In the 1980s' LINPACK benchmark report [4],
there is the annotation ``(rolled BLAS)''
after many of the numbers in the table.
What does this cryptic comment mean?
Well, the BLAS are Basic Linear Algebra Subroutines [5] like
dot product and vector scaling
for which the LINPACK benchmark supplies Fortran subroutines.
The loop operation
is given two pages of Fortran with the loop unrolled 2-fold,
4-fold, 8-fold, and 16-fold. A portion of this code is
given in Figure 1.
Unrolling is done to avoid the overhead of loop management.

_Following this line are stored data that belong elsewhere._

/*!
 * Configuration structures and defaults for copy/move operations
 */

use serde::{Deserialize, Serialize};

use crate::core::checksum::HashAlgorithm;

/// Files below this size are copied through the in-memory direct path
pub const SMALL_FILE_THRESHOLD: u64 = 1_000_000;

/// Files at or above this size are counted as large in the histogram
pub const LARGE_FILE_THRESHOLD: u64 = 100_000_000;

/// Lower clamp for the streaming buffer
pub const MIN_BUFFER_SIZE: usize = 8 * 1024;

/// Upper clamp for the streaming buffer
pub const MAX_BUFFER_SIZE: usize = 10 * 1024 * 1024;

/// Upper bound for the derived worker-count default
pub const MAX_DEFAULT_WORKERS: usize = 8;

/// What to do when source and destination share a filesystem
#[derive(Debug, Clone, Copy, PartialEq, Eq, Serialize, Deserialize)]
#[serde(rename_all = "snake_case")]
pub enum SameDrivePolicy {
    /// Always copy, never relocate the originals
    AlwaysCopy,
    /// Rename in place when the probe confirms a shared device, else copy
    AlwaysMove,
    /// Reserved for an interactive decision; currently behaves as AlwaysCopy
    Ask,
}

impl Default for SameDrivePolicy {
    fn default() -> Self {
        Self::AlwaysCopy
    }
}

/// Main configuration for an evidence operation
#[derive(Debug, Clone, Serialize, Deserialize)]
pub struct Options {
    /// Recreate the source directory structure under the destination root
    pub preserve_structure: bool,

    /// Enable the two-read integrity contract (source hash + on-disk destination hash)
    pub calculate_hash: bool,

    /// Digest algorithm for the whole operation
    pub hash_algorithm: HashAlgorithm,

    /// Requested streaming buffer size in bytes (clamped on use)
    pub buffer_size_bytes: usize,

    /// Move-vs-copy policy combined with the filesystem probe
    pub same_drive_policy: SameDrivePolicy,

    /// Worker pool ceiling; 1 disables parallel copying
    pub max_parallel_workers: usize,

    /// Retry the destination re-read once if it fails with an I/O error
    pub verify_on_read_failure: bool,
}

impl Options {
    /// Effective buffer size after clamping, honouring an optional per-call override
    pub fn effective_buffer_size(&self, override_bytes: Option<usize>) -> usize {
        override_bytes
            .unwrap_or(self.buffer_size_bytes)
            .clamp(MIN_BUFFER_SIZE, MAX_BUFFER_SIZE)
    }

    /// Pool size for a run: bounded by configuration and by the file count
    pub fn worker_count(&self, file_count: u64) -> usize {
        self.max_parallel_workers
            .max(1)
            .min(file_count.max(1) as usize)
    }
}

impl Default for Options {
    fn default() -> Self {
        Self {
            preserve_structure: false,
            calculate_hash: true,
            hash_algorithm: HashAlgorithm::Sha256,
            buffer_size_bytes: 1024 * 1024,
            same_drive_policy: SameDrivePolicy::AlwaysCopy,
            max_parallel_workers: default_worker_count(),
            verify_on_read_failure: true,
        }
    }
}

/// Derive the default worker count from the CPU count, capped at
/// [`MAX_DEFAULT_WORKERS`]. Falls back to single-threaded mode when the
/// platform cannot report its parallelism (restricted containers, cgroups).
pub fn default_worker_count() -> usize {
    let cores = std::thread::available_parallelism()
        .map(|n| n.get())
        .unwrap_or_else(|e| {
            tracing::warn!(
                "failed to detect available parallelism ({}); defaulting to 1 worker",
                e
            );
            1
        });
    cores.min(MAX_DEFAULT_WORKERS)
}

#[cfg(test)]
mod tests {
    use super::*;

    #[test]
    fn test_default_options() {
        let options = Options::default();
        assert!(options.calculate_hash);
        assert!(!options.preserve_structure);
        assert_eq!(options.hash_algorithm, HashAlgorithm::Sha256);
        assert_eq!(options.same_drive_policy, SameDrivePolicy::AlwaysCopy);
        assert!(options.max_parallel_workers >= 1);
        assert!(options.max_parallel_workers <= MAX_DEFAULT_WORKERS);
    }

    #[test]
    fn test_buffer_clamping() {
        let options = Options {
            buffer_size_bytes: 1024,
            ..Options::default()
        };
        assert_eq!(options.effective_buffer_size(None), MIN_BUFFER_SIZE);

        let options = Options {
            buffer_size_bytes: 64 * 1024 * 1024,
            ..Options::default()
        };
        assert_eq!(options.effective_buffer_size(None), MAX_BUFFER_SIZE);

        // Per-call override is clamped the same way
        assert_eq!(options.effective_buffer_size(Some(1)), MIN_BUFFER_SIZE);
        assert_eq!(
            options.effective_buffer_size(Some(64 * 1024)),
            64 * 1024
        );
    }

    #[test]
    fn test_worker_count_bounded_by_files() {
        let options = Options {
            max_parallel_workers: 8,
            ..Options::default()
        };
        assert_eq!(options.worker_count(3), 3);
        assert_eq!(options.worker_count(100), 8);
        assert_eq!(options.worker_count(0), 1);
    }

    #[test]
    fn test_worker_count_floor() {
        let options = Options {
            max_parallel_workers: 0,
            ..Options::default()
        };
        assert_eq!(options.worker_count(10), 1);
    }

    #[test]
    fn test_policy_serde_names() {
        let json = serde_json::to_string(&SameDrivePolicy::AlwaysMove).unwrap();
        assert_eq!(json, "\"always_move\"");

        let parsed: SameDrivePolicy = serde_json::from_str("\"ask\"").unwrap();
        assert_eq!(parsed, SameDrivePolicy::Ask);
    }

    #[test]
    fn test_options_round_trip() {
        let options = Options {
            preserve_structure: true,
            same_drive_policy: SameDrivePolicy::AlwaysMove,
            ..Options::default()
        };
        let json = serde_json::to_string(&options).unwrap();
        let parsed: Options = serde_json::from_str(&json).unwrap();
        assert!(parsed.preserve_structure);
        assert_eq!(parsed.same_drive_policy, SameDrivePolicy::AlwaysMove);
    }
}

In more recent machines and compilers, there is a higher
performance penalty
associated with unrolled code than there is with rolled code.
So people ``roll'' the unrolled loop back up.
Then LINPACK goes faster.
Figure 1: Unrolled LINPACK Code
What went wrong in these events? The application programmer was guessing both compiler and hardware behavior. What the programmer wanted to accomplish was to multiply a row of a matrix by a constant and then to add the result to another row. Conventional Fortran forces the programmer to write a ``DO'' loop to perform this sequentially, even though the order of the i subscripts does not matter. There is plenty of parallelism in the operation and opportunity for vector arithmetic also. Compilers for vector and parallel computers have to do some extra work figuring out if the serial ordering the programmer specified is safe to ignore. All the unrolling does is make that analysis more difficult.